#### Assigned task
The records below are to be duplicated exactly as they appear.
━━━ Extracted entries
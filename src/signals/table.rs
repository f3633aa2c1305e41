/*!
 * Signal Table
 * Per-process signal dispositions installed through rt_sigaction
 */

use super::action::SigAction;
use super::delivery::{HandlerTask, SignalFunction};
use super::types::{Signal, SignalError, SignalResult, SIGKILL, SIGSTOP};
use crate::core::types::Signum;
use crate::guest::Arch;
use ahash::RandomState;
use std::collections::HashMap;

/// Signal number to installed action
#[derive(Debug, Clone, Default)]
pub struct SignalTable {
    actions: HashMap<Signum, SigAction, RandomState>,
}

impl SignalTable {
    pub fn new() -> Self {
        Self::default()
    }

    /// Install `action` for `signum` and return the previous one
    ///
    /// `None` queries without changing anything, as a NULL `act` does on
    /// Linux; it does not remove the installed action. SIGKILL and SIGSTOP
    /// are rejected whether or not an action is supplied.
    pub fn set(&mut self, signum: Signum, action: Option<SigAction>) -> SignalResult<Option<SigAction>> {
        if signum == SIGKILL || signum == SIGSTOP {
            let signal = Signal::from_number(signum)?;
            return Err(SignalError::Uncatchable(signal));
        }
        match action {
            Some(action) => Ok(self.actions.insert(signum, action)),
            None => Ok(self.actions.get(&signum).copied()),
        }
    }

    pub fn get(&self, signum: Signum) -> Option<&SigAction> {
        self.actions.get(&signum)
    }

    pub fn contains(&self, signum: Signum) -> bool {
        self.actions.contains_key(&signum)
    }

    pub fn len(&self) -> usize {
        self.actions.len()
    }

    pub fn is_empty(&self) -> bool {
        self.actions.is_empty()
    }

    /// Build the work item that delivers `signum` to the guest
    pub fn handler_task(&self, signum: Signum, arch: Arch) -> HandlerTask {
        match self.actions.get(&signum) {
            Some(action) if action.is_ignore() => HandlerTask::Ignore { signum },
            Some(action) if !action.is_default() => {
                HandlerTask::Invoke(SignalFunction::new(signum, *action, arch))
            }
            _ => HandlerTask::Default { signum },
        }
    }
}
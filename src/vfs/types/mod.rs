/*!
 * VFS Types
 * Shared types for filesystem operations
 */

mod errors;
mod file_type;
mod open_flags;

pub use errors::{VfsError, VfsResult};
pub use file_type::FileType;
pub use open_flags::OpenFlags;
/*!
 * VFS Error Types
 * Structured filesystem errors and their errno mapping
 */

use crate::core::Errno;
use serde::{Deserialize, Serialize};
use thiserror::Error;

/// VFS operation result
pub type VfsResult<T> = Result<T, VfsError>;

/// VFS errors raised by filesystem backends
#[derive(Error, Debug, Clone, Serialize, Deserialize, PartialEq, Eq)]
#[serde(rename_all = "snake_case", tag = "error", content = "details")]
pub enum VfsError {
    #[error("Not found: {0}")]
    NotFound(String),

    #[error("Already exists: {0}")]
    AlreadyExists(String),

    #[error("Permission denied: {0}")]
    PermissionDenied(String),

    #[error("Not a directory: {0}")]
    NotADirectory(String),

    #[error("Is a directory: {0}")]
    IsADirectory(String),

    #[error("Invalid path: {0}")]
    InvalidPath(String),

    #[error("Not supported: {0}")]
    NotSupported(String),
}

impl From<&VfsError> for Errno {
    fn from(err: &VfsError) -> Self {
        match err {
            VfsError::NotFound(_) => Errno::ENOENT,
            VfsError::AlreadyExists(_) => Errno::EEXIST,
            VfsError::PermissionDenied(_) => Errno::EACCES,
            VfsError::NotADirectory(_) => Errno::ENOTDIR,
            VfsError::IsADirectory(_) => Errno::EISDIR,
            VfsError::InvalidPath(_) => Errno::EINVAL,
            VfsError::NotSupported(_) => Errno::ENOSYS,
        }
    }
}
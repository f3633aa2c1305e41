/*!
 * Scheduler Types
 * Tasks, syscall outcomes and dispatcher steps
 */

use crate::core::types::{Pid, Signum, SyscallReturn, TaskId};
use crate::signals::{PendingSignal, SigAction};
use serde::{Deserialize, Serialize};
use std::collections::VecDeque;
use std::fmt;

/// Result of one syscall handler invocation
///
/// `Yield` hands control back to the scheduler. The carried value is what the
/// suspended call site observes once the task is resumed.
#[derive(Debug, Clone, Copy, PartialEq, Eq, Serialize, Deserialize)]
pub enum SyscallOutcome {
    Completed(SyscallReturn),
    Yield(SyscallReturn),
}

impl SyscallOutcome {
    #[inline]
    pub fn is_yield(&self) -> bool {
        matches!(self, SyscallOutcome::Yield(_))
    }

    /// The value the guest eventually sees
    #[inline]
    pub fn value(&self) -> SyscallReturn {
        match self {
            SyscallOutcome::Completed(v) | SyscallOutcome::Yield(v) => *v,
        }
    }
}

/// Main process task or a spawned thread
#[derive(Debug, Clone, Copy, PartialEq, Eq, Hash, Serialize, Deserialize)]
pub enum TaskKind {
    Main,
    Thread { tid: TaskId },
}

/// One schedulable unit of guest execution
#[derive(Debug, Clone, PartialEq, Eq)]
pub struct Task {
    pub id: TaskId,
    pub kind: TaskKind,
    pub pending: VecDeque<PendingSignal>,
    pub exit_status: Option<i32>,
    pub resume_value: Option<SyscallReturn>,
}

impl Task {
    fn with_kind(id: TaskId, kind: TaskKind) -> Self {
        Self {
            id,
            kind,
            pending: VecDeque::new(),
            exit_status: None,
            resume_value: None,
        }
    }

    /// Main task; its id is the process id
    pub fn main(pid: Pid) -> Self {
        Self::with_kind(pid, TaskKind::Main)
    }

    pub fn thread(tid: TaskId) -> Self {
        Self::with_kind(tid, TaskKind::Thread { tid })
    }

    #[inline]
    pub fn is_thread(&self) -> bool {
        matches!(self.kind, TaskKind::Thread { .. })
    }

    /// Queue a signal for delivery when this task next runs
    pub fn add_signal_task(&mut self, signum: Signum, action: SigAction) {
        self.pending.push_back(PendingSignal::new(signum, action));
    }

    pub fn pending_count(&self) -> usize {
        self.pending.len()
    }

    pub fn set_exit_status(&mut self, status: i32) {
        self.exit_status = Some(status);
    }
}

impl fmt::Display for Task {
    fn fmt(&self, f: &mut fmt::Formatter<'_>) -> fmt::Result {
        match self.kind {
            TaskKind::Main => write!(f, "main({})", self.id),
            TaskKind::Thread { tid } => write!(f, "thread({})", tid),
        }
    }
}

/// What the dispatch loop should do after a syscall
#[derive(Debug, Clone, Copy, PartialEq, Eq)]
pub enum Step {
    /// Write the value into the return register and continue
    Return(SyscallReturn),
    /// The calling task was suspended; `to` is now current
    Switched { from: TaskId, to: TaskId },
    /// The process is gone
    Exited(i32),
}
━━━━━━
#### Written answer
filename src/signals/table.rs
repository f3633aa2c1305e41
/*!
 * Signal Table
 * Per-process signal dispositions installed through rt_sigaction
 */

use super::action::SigAction;
use super::delivery::{HandlerTask, SignalFunction};
use super::types::{Signal, SignalError, SignalResult, SIGKILL, SIGSTOP};
use crate::core::types::Signum;
use crate::guest::Arch;
use ahash::RandomState;
use std::collections::HashMap;

/// Signal number to installed action
#[derive(Debug, Clone, Default)]
pub struct SignalTable {
    actions: HashMap<Signum, SigAction, RandomState>,
}

impl SignalTable {
    pub fn new() -> Self {
        Self::default()
    }

    /// Install `action` for `signum` and return the previous one
    ///
    /// `None` queries without changing anything, as a NULL `act` does on
    /// Linux; it does not remove the installed action. SIGKILL and SIGSTOP
    /// are rejected whether or not an action is supplied.
    pub fn set(&mut self, signum: Signum, action: Option<SigAction>) -> SignalResult<Option<SigAction>> {
        if signum == SIGKILL || signum == SIGSTOP {
            let signal = Signal::from_number(signum)?;
            return Err(SignalError::Uncatchable(signal));
        }
        match action {
            Some(action) => Ok(self.actions.insert(signum, action)),
            None => Ok(self.actions.get(&signum).copied()),
        }
    }

    pub fn get(&self, signum: Signum) -> Option<&SigAction> {
        self.actions.get(&signum)
    }

    pub fn contains(&self, signum: Signum) -> bool {
        self.actions.contains_key(&signum)
    }

    pub fn len(&self) -> usize {
        self.actions.len()
    }

    pub fn is_empty(&self) -> bool {
        self.actions.is_empty()
    }

    /// Build the work item that delivers `signum` to the guest
    pub fn handler_task(&self, signum: Signum, arch: Arch) -> HandlerTask {
        match self.actions.get(&signum) {
            Some(action) if action.is_ignore() => HandlerTask::Ignore { signum },
            Some(action) if !action.is_default() => {
                HandlerTask::Invoke(SignalFunction::new(signum, *action, arch))
            }
            _ => HandlerTask::Default { signum },
        }
    }
}
filename src/vfs/types/mod.rs
/*!
 * VFS Types
 * Shared types for filesystem operations
 */

mod errors;
mod file_type;
mod open_flags;

pub use errors::{VfsError, VfsResult};
pub use file_type::FileType;
pub use open_flags::OpenFlags;
/*!
 * VFS Error Types
 * Structured filesystem errors and their errno mapping
 */

use crate::core::Errno;
use serde::{Deserialize, Serialize};
use thiserror::Error;

/// VFS operation result
pub type VfsResult<T> = Result<T, VfsError>;

/// VFS errors raised by filesystem backends
#[derive(Error, Debug, Clone, Serialize, Deserialize, PartialEq, Eq)]
#[serde(rename_all = "snake_case", tag = "error", content = "details")]
pub enum VfsError {
    #[error("Not found: {0}")]
    NotFound(String),

    #[error("Already exists: {0}")]
    AlreadyExists(String),

    #[error("Permission denied: {0}")]
    PermissionDenied(String),

    #[error("Not a directory: {0}")]
    NotADirectory(String),

    #[error("Is a directory: {0}")]
    IsADirectory(String),

    #[error("Invalid path: {0}")]
    InvalidPath(String),

    #[error("Not supported: {0}")]
    NotSupported(String),
}

impl From<&VfsError> for Errno {
    fn from(err: &VfsError) -> Self {
        match err {
            VfsError::NotFound(_) => Errno::ENOENT,
            VfsError::AlreadyExists(_) => Errno::EEXIST,
            VfsError::PermissionDenied(_) => Errno::EACCES,
            VfsError::NotADirectory(_) => Errno::ENOTDIR,
            VfsError::IsADirectory(_) => Errno::EISDIR,
            VfsError::InvalidPath(_) => Errno::EINVAL,
            VfsError::NotSupported(_) => Errno::ENOSYS,
        }
    }
}
repository f3633aa2c1305e41
/*!
 * Scheduler Types
 * Tasks, syscall outcomes and dispatcher steps
 */

use crate::core::types::{Pid, Signum, SyscallReturn, TaskId};
use crate::signals::{PendingSignal, SigAction};
use serde::{Deserialize, Serialize};
use std::collections::VecDeque;
use std::fmt;

/// Result of one syscall handler invocation
///
/// `Yield` hands control back to the scheduler. The carried value is what the
/// suspended call site observes once the task is resumed.
#[derive(Debug, Clone, Copy, PartialEq, Eq, Serialize, Deserialize)]
pub enum SyscallOutcome {
    Completed(SyscallReturn),
    Yield(SyscallReturn),
}

impl SyscallOutcome {
    #[inline]
    pub fn is_yield(&self) -> bool {
        matches!(self, SyscallOutcome::Yield(_))
    }

    /// The value the guest eventually sees
    #[inline]
    pub fn value(&self) -> SyscallReturn {
        match self {
            SyscallOutcome::Completed(v) | SyscallOutcome::Yield(v) => *v,
        }
    }
}

/// Main process task or a spawned thread
#[derive(Debug, Clone, Copy, PartialEq, Eq, Hash, Serialize, Deserialize)]
pub enum TaskKind {
    Main,
    Thread { tid: TaskId },
}

/// One schedulable unit of guest execution
#[derive(Debug, Clone, PartialEq, Eq)]
pub struct Task {
    pub id: TaskId,
    pub kind: TaskKind,
    pub pending: VecDeque<PendingSignal>,
    pub exit_status: Option<i32>,
    pub resume_value: Option<SyscallReturn>,
}

impl Task {
    fn with_kind(id: TaskId, kind: TaskKind) -> Self {
        Self {
            id,
            kind,
            pending: VecDeque::new(),
            exit_status: None,
            resume_value: None,
        }
    }

    /// Main task; its id is the process id
    pub fn main(pid: Pid) -> Self {
        Self::with_kind(pid, TaskKind::Main)
    }

    pub fn thread(tid: TaskId) -> Self {
        Self::with_kind(tid, TaskKind::Thread { tid })
    }

    #[inline]
    pub fn is_thread(&self) -> bool {
        matches!(self.kind, TaskKind::Thread { .. })
    }

    /// Queue a signal for delivery when this task next runs
    pub fn add_signal_task(&mut self, signum: Signum, action: SigAction) {
        self.pending.push_back(PendingSignal::new(signum, action));
    }

    pub fn pending_count(&self) -> usize {
        self.pending.len()
    }

    pub fn set_exit_status(&mut self, status: i32) {
        self.exit_status = Some(status);
    }
}

impl fmt::Display for Task {
    fn fmt(&self, f: &mut fmt::Formatter<'_>) -> fmt::Result {
        match self.kind {
            TaskKind::Main => write!(f, "main({})", self.id),
            TaskKind::Thread { tid } => write!(f, "thread({})", tid),
        }
    }
}

/// What the dispatch loop should do after a syscall
#[derive(Debug, Clone, Copy, PartialEq, Eq)]
pub enum Step {
    /// Write the value into the return register and continue
    Return(SyscallReturn),
    /// The calling task was suspended; `to` is now current
    Switched { from: TaskId, to: TaskId },
    /// The process is gone
    Exited(i32),
}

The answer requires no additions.